Kurze Tage, düstere Zeit? Mit Tageslicht gegen den Winterblues

Menschen mit Winterdepressionen setzen als therapeutische Maßnahme auf Tageslichtlampen. Aber auch allen anderen tut eine Zusatzdosis „natürliches“ Licht in der dunklen Zeit ganz gut.

Im allgemeinen Sprachgebrauch wird gerne mal vom sogenannten Winterblues gesprochen. Also einer gewissen Niedergeschlagenheit in der dunklen Jahreszeit. Für manche Menschen mit saisonal abhängiger Depression kann dieser „Blues“ aber durchaus ernst werden. Als therapeutische Maßnahme werden mit Tageslichtlampen in vielen Fällen sehr gute Ergebnisse erzielt. Das Funktionsprinzip ist klar: Licht und Dunkelheit, aber auch die verschiedenen Farbtemperaturen nehmen direkten Einfluss auf unseren Hormonhaushalt.

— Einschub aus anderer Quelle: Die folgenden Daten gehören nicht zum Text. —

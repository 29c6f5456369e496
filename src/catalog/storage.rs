//! Binary storage for the catalog.
//!
//! File format: catalog.bin
//!
//! Header (48 bytes):
//! - version: u8 (1)
//! - model_id: [u8; 32] (SHA256 hash of model name)
//! - normalized: u8 (1 if embeddings were L2-normalized)
//! - dimensions: u16 (little-endian)
//! - entry_count: u64 (little-endian)
//! - checksum: u32 (CRC32 of header fields before checksum)
//!
//! Entries (repeated, in catalog position order):
//! - identifier, short_name, label, description, namespace:
//!   each a u32 byte length (little-endian) followed by UTF-8 bytes
//! - embedding: [f32; dimensions] (little-endian)
//!
//! Trailer:
//! - body_checksum: u32 (CRC32 of all entry bytes)

use std::fs::File;
use std::io::{BufReader, BufWriter, Read, Write};
use std::path::{Path, PathBuf};

use crate::catalog::{Catalog, CatalogError, CatalogItem, NamespaceTable};

/// Current file format version
const FORMAT_VERSION: u8 = 1;

/// Header size in bytes: version(1) + model_id(32) + normalized(1) + dimensions(2) + entry_count(8) + checksum(4)
const HEADER_SIZE: usize = 48;

/// Upper bound for a single metadata string; larger lengths mean corruption.
const MAX_FIELD_LEN: u32 = 1 << 20;

/// Errors that can occur during storage operations.
#[derive(Debug, thiserror::Error)]
pub enum CatalogStorageError {
    #[error("I/O error: {0}")]
    Io(#[from] std::io::Error),

    #[error("Invalid file format: {0}")]
    InvalidFormat(String),

    #[error("Version mismatch: file version {0}, supported version {1}")]
    VersionMismatch(u8, u8),

    #[error("Model mismatch: catalog was built with a different embedding model")]
    ModelMismatch,

    #[error("Normalization mismatch: catalog normalized={stored}, configured normalized={configured}")]
    NormalizationMismatch { stored: bool, configured: bool },

    #[error("Checksum mismatch: file may be corrupted")]
    ChecksumMismatch,

    #[error("Dimension mismatch: expected {expected}, file has {got}")]
    DimensionMismatch { expected: usize, got: usize },

    #[error("Catalog too large to store: {0}")]
    TooLarge(String),

    #[error("Invalid catalog data: {0}")]
    Catalog(#[from] CatalogError),
}

/// Storage manager for the persisted catalog.
pub struct CatalogStorage {
    path: PathBuf,
}

impl CatalogStorage {
    /// Create a new storage manager for the given path.
    pub fn new(path: PathBuf) -> Self {
        Self { path }
    }

    /// Get the storage file path.
    pub fn path(&self) -> &Path {
        &self.path
    }

    /// Check if the storage file exists.
    pub fn exists(&self) -> bool {
        self.path.exists()
    }

    /// Load the catalog from storage.
    ///
    /// # Arguments
    /// * `expected_model_id` - SHA256 hash of the expected model name
    /// * `expected_dimensions` - Embedding dimensions of the configured model
    /// * `normalized` - Normalization setting queries will be embedded with
    /// * `namespaces` - Namespace table the catalog is bound to
    ///
    /// # Returns
    /// A complete catalog, or an error. Nothing is partially loaded.
    pub fn load(
        &self,
        expected_model_id: &[u8; 32],
        expected_dimensions: usize,
        normalized: bool,
        namespaces: NamespaceTable,
    ) -> Result<Catalog, CatalogStorageError> {
        let file = File::open(&self.path)?;
        let mut reader = BufReader::new(file);

        let header = read_header(&mut reader)?;
        validate_header(&header, expected_model_id, expected_dimensions, normalized)?;

        let mut body = ChecksumReader::new(&mut reader);
        let mut items = Vec::with_capacity(header.entry_count.min(1 << 16) as usize);
        for _ in 0..header.entry_count {
            items.push(read_entry(&mut body, header.dimensions as usize)?);
        }
        let computed = body.finalize();

        let mut trailer = [0u8; 4];
        reader.read_exact(&mut trailer)?;
        if u32::from_le_bytes(trailer) != computed {
            return Err(CatalogStorageError::ChecksumMismatch);
        }

        Ok(Catalog::new(items, namespaces)?)
    }

    /// Save the catalog to storage.
    ///
    /// Uses atomic write: temp file -> fsync -> rename
    pub fn save(
        &self,
        catalog: &Catalog,
        model_id: &[u8; 32],
        normalized: bool,
    ) -> Result<(), CatalogStorageError> {
        let temp_path = self.path.with_extension("tmp");

        let result = self.write_to_file(&temp_path, catalog, model_id, normalized);

        if result.is_err() {
            let _ = std::fs::remove_file(&temp_path);
            return result;
        }

        std::fs::rename(&temp_path, &self.path)?;

        Ok(())
    }

    fn write_to_file(
        &self,
        path: &Path,
        catalog: &Catalog,
        model_id: &[u8; 32],
        normalized: bool,
    ) -> Result<(), CatalogStorageError> {
        let dimensions = catalog.dimensions().unwrap_or(0);
        let dimensions = u16::try_from(dimensions)
            .map_err(|_| CatalogStorageError::TooLarge(format!("{} dimensions", dimensions)))?;

        let file = File::create(path)?;
        let mut writer = BufWriter::new(file);

        let header = Header {
            version: FORMAT_VERSION,
            model_id: *model_id,
            normalized,
            dimensions,
            entry_count: catalog.len() as u64,
        };
        write_header(&mut writer, &header)?;

        let mut body = ChecksumWriter::new(&mut writer);
        for item in catalog.items() {
            write_entry(&mut body, item)?;
        }
        let checksum = body.finalize();
        writer.write_all(&checksum.to_le_bytes())?;

        writer.flush()?;
        let file = writer.into_inner().map_err(|e| e.into_error())?;
        file.sync_all()?;

        Ok(())
    }
}

/// File header structure.
#[derive(Debug)]
struct Header {
    version: u8,
    model_id: [u8; 32],
    normalized: bool,
    dimensions: u16,
    entry_count: u64,
}

fn read_header<R: Read>(reader: &mut R) -> Result<Header, CatalogStorageError> {
    let mut header_bytes = [0u8; HEADER_SIZE];
    reader.read_exact(&mut header_bytes).map_err(|e| {
        if e.kind() == std::io::ErrorKind::UnexpectedEof {
            CatalogStorageError::InvalidFormat("file shorter than header".to_string())
        } else {
            e.into()
        }
    })?;

    let version = header_bytes[0];
    if version > FORMAT_VERSION {
        return Err(CatalogStorageError::VersionMismatch(version, FORMAT_VERSION));
    }

    let stored_checksum = u32::from_le_bytes([
        header_bytes[44],
        header_bytes[45],
        header_bytes[46],
        header_bytes[47],
    ]);
    let computed_checksum = crc32fast::hash(&header_bytes[0..44]);
    if stored_checksum != computed_checksum {
        return Err(CatalogStorageError::ChecksumMismatch);
    }

    let mut model_id = [0u8; 32];
    model_id.copy_from_slice(&header_bytes[1..33]);

    let normalized = match header_bytes[33] {
        0 => false,
        1 => true,
        other => {
            return Err(CatalogStorageError::InvalidFormat(format!(
                "normalized flag must be 0 or 1, got {}",
                other
            )))
        }
    };

    let dimensions = u16::from_le_bytes([header_bytes[34], header_bytes[35]]);
    let mut count_bytes = [0u8; 8];
    count_bytes.copy_from_slice(&header_bytes[36..44]);
    let entry_count = u64::from_le_bytes(count_bytes);

    Ok(Header {
        version,
        model_id,
        normalized,
        dimensions,
        entry_count,
    })
}

fn validate_header(
    header: &Header,
    expected_model_id: &[u8; 32],
    expected_dimensions: usize,
    normalized: bool,
) -> Result<(), CatalogStorageError> {
    if header.model_id != *expected_model_id {
        return Err(CatalogStorageError::ModelMismatch);
    }

    if header.normalized != normalized {
        return Err(CatalogStorageError::NormalizationMismatch {
            stored: header.normalized,
            configured: normalized,
        });
    }

    // an empty catalog carries no dimensions
    if header.entry_count > 0 && header.dimensions as usize != expected_dimensions {
        return Err(CatalogStorageError::DimensionMismatch {
            expected: expected_dimensions,
            got: header.dimensions as usize,
        });
    }

    Ok(())
}

fn write_header<W: Write>(writer: &mut W, header: &Header) -> Result<(), CatalogStorageError> {
    let mut header_bytes = [0u8; HEADER_SIZE];

    header_bytes[0] = header.version;
    header_bytes[1..33].copy_from_slice(&header.model_id);
    header_bytes[33] = u8::from(header.normalized);
    header_bytes[34..36].copy_from_slice(&header.dimensions.to_le_bytes());
    header_bytes[36..44].copy_from_slice(&header.entry_count.to_le_bytes());

    let checksum = crc32fast::hash(&header_bytes[0..44]);
    header_bytes[44..48].copy_from_slice(&checksum.to_le_bytes());

    writer.write_all(&header_bytes)?;
    Ok(())
}

fn read_entry<R: Read>(reader: &mut R, dimensions: usize) -> Result<CatalogItem, CatalogStorageError> {
    let identifier = read_string(reader)?;
    let short_name = read_string(reader)?;
    let label = read_string(reader)?;
    let description = read_string(reader)?;
    let namespace = read_string(reader)?;

    let mut embedding = Vec::with_capacity(dimensions);
    for _ in 0..dimensions {
        let mut float_bytes = [0u8; 4];
        reader.read_exact(&mut float_bytes)?;
        embedding.push(f32::from_le_bytes(float_bytes));
    }

    Ok(CatalogItem {
        identifier,
        short_name,
        label,
        description,
        namespace,
        embedding,
    })
}

fn write_entry<W: Write>(writer: &mut W, item: &CatalogItem) -> Result<(), CatalogStorageError> {
    for field in [
        &item.identifier,
        &item.short_name,
        &item.label,
        &item.description,
        &item.namespace,
    ] {
        write_string(writer, field)?;
    }

    for &value in &item.embedding {
        writer.write_all(&value.to_le_bytes())?;
    }

    Ok(())
}

fn read_string<R: Read>(reader: &mut R) -> Result<String, CatalogStorageError> {
    let mut len_bytes = [0u8; 4];
    reader.read_exact(&mut len_bytes)?;
    let len = u32::from_le_bytes(len_bytes);
    if len > MAX_FIELD_LEN {
        return Err(CatalogStorageError::InvalidFormat(format!(
            "field length {} exceeds limit",
            len
        )));
    }

    let mut buf = vec![0u8; len as usize];
    reader.read_exact(&mut buf)?;
    String::from_utf8(buf)
        .map_err(|_| CatalogStorageError::InvalidFormat("field is not valid UTF-8".to_string()))
}

fn write_string<W: Write>(writer: &mut W, value: &str) -> Result<(), CatalogStorageError> {
    let len = u32::try_from(value.len())
        .ok()
        .filter(|len| *len <= MAX_FIELD_LEN)
        .ok_or_else(|| CatalogStorageError::TooLarge(format!("field of {} bytes", value.len())))?;
    writer.write_all(&len.to_le_bytes())?;
    writer.write_all(value.as_bytes())?;
    Ok(())
}

/// Reader that feeds every byte it yields into a CRC32 hasher.
struct ChecksumReader<'a, R> {
    inner: &'a mut R,
    hasher: crc32fast::Hasher,
}

impl<'a, R: Read> ChecksumReader<'a, R> {
    fn new(inner: &'a mut R) -> Self {
        Self {
            inner,
            hasher: crc32fast::Hasher::new(),
        }
    }

    fn finalize(self) -> u32 {
        self.hasher.finalize()
    }
}

impl<R: Read> Read for ChecksumReader<'_, R> {
    fn read(&mut self, buf: &mut [u8]) -> std::io::Result<usize> {
        let n = self.inner.read(buf)?;
        self.hasher.update(&buf[..n]);
        Ok(n)
    }
}

/// Writer that feeds every byte it accepts into a CRC32 hasher.
struct ChecksumWriter<'a, W> {
    inner: &'a mut W,
    hasher: crc32fast::Hasher,
}

impl<'a, W: Write> ChecksumWriter<'a, W> {
    fn new(inner: &'a mut W) -> Self {
        Self {
            inner,
            hasher: crc32fast::Hasher::new(),
        }
    }

    fn finalize(self) -> u32 {
        self.hasher.finalize()
    }
}

impl<W: Write> Write for ChecksumWriter<'_, W> {
    fn write(&mut self, buf: &[u8]) -> std::io::Result<usize> {
        let n = self.inner.write(buf)?;
        self.hasher.update(&buf[..n]);
        Ok(n)
    }

    fn flush(&mut self) -> std::io::Result<()> {
        self.inner.flush()
    }
}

Rot macht müde, Blau hingegen wach

Licht ist unser Wachmacher. Wir benötigen es, um überhaupt in die Gänge zu kommen. Jedes Mal, wenn wir morgens die Vorhänge zur Seite ziehen und unser Schlafzimmer mit Tages- vielleicht sogar Sonnenlicht fluten, spüren wir regelrecht einen kleinen Kick. Zumindest, wenn die Sonne schon etwas höher am Himmel steht. In den Dämmerungsphasen beträgt die Farbtemperatur nämlich nur etwa 3.000 Kelvin – in etwa so viel wie eine Glühlampe. Dieses Warmtonlicht ist gut zum Entspannen. Je niedriger die Temperatur, also röter, desto angenehmer. Kaminfeuer hat etwa 1.300 Kelvin. Da beruhigt uns nicht nur die Wärme der Flammen. Unser Körper schüttet Melatonin aus. Das Müde-mach-Hormon.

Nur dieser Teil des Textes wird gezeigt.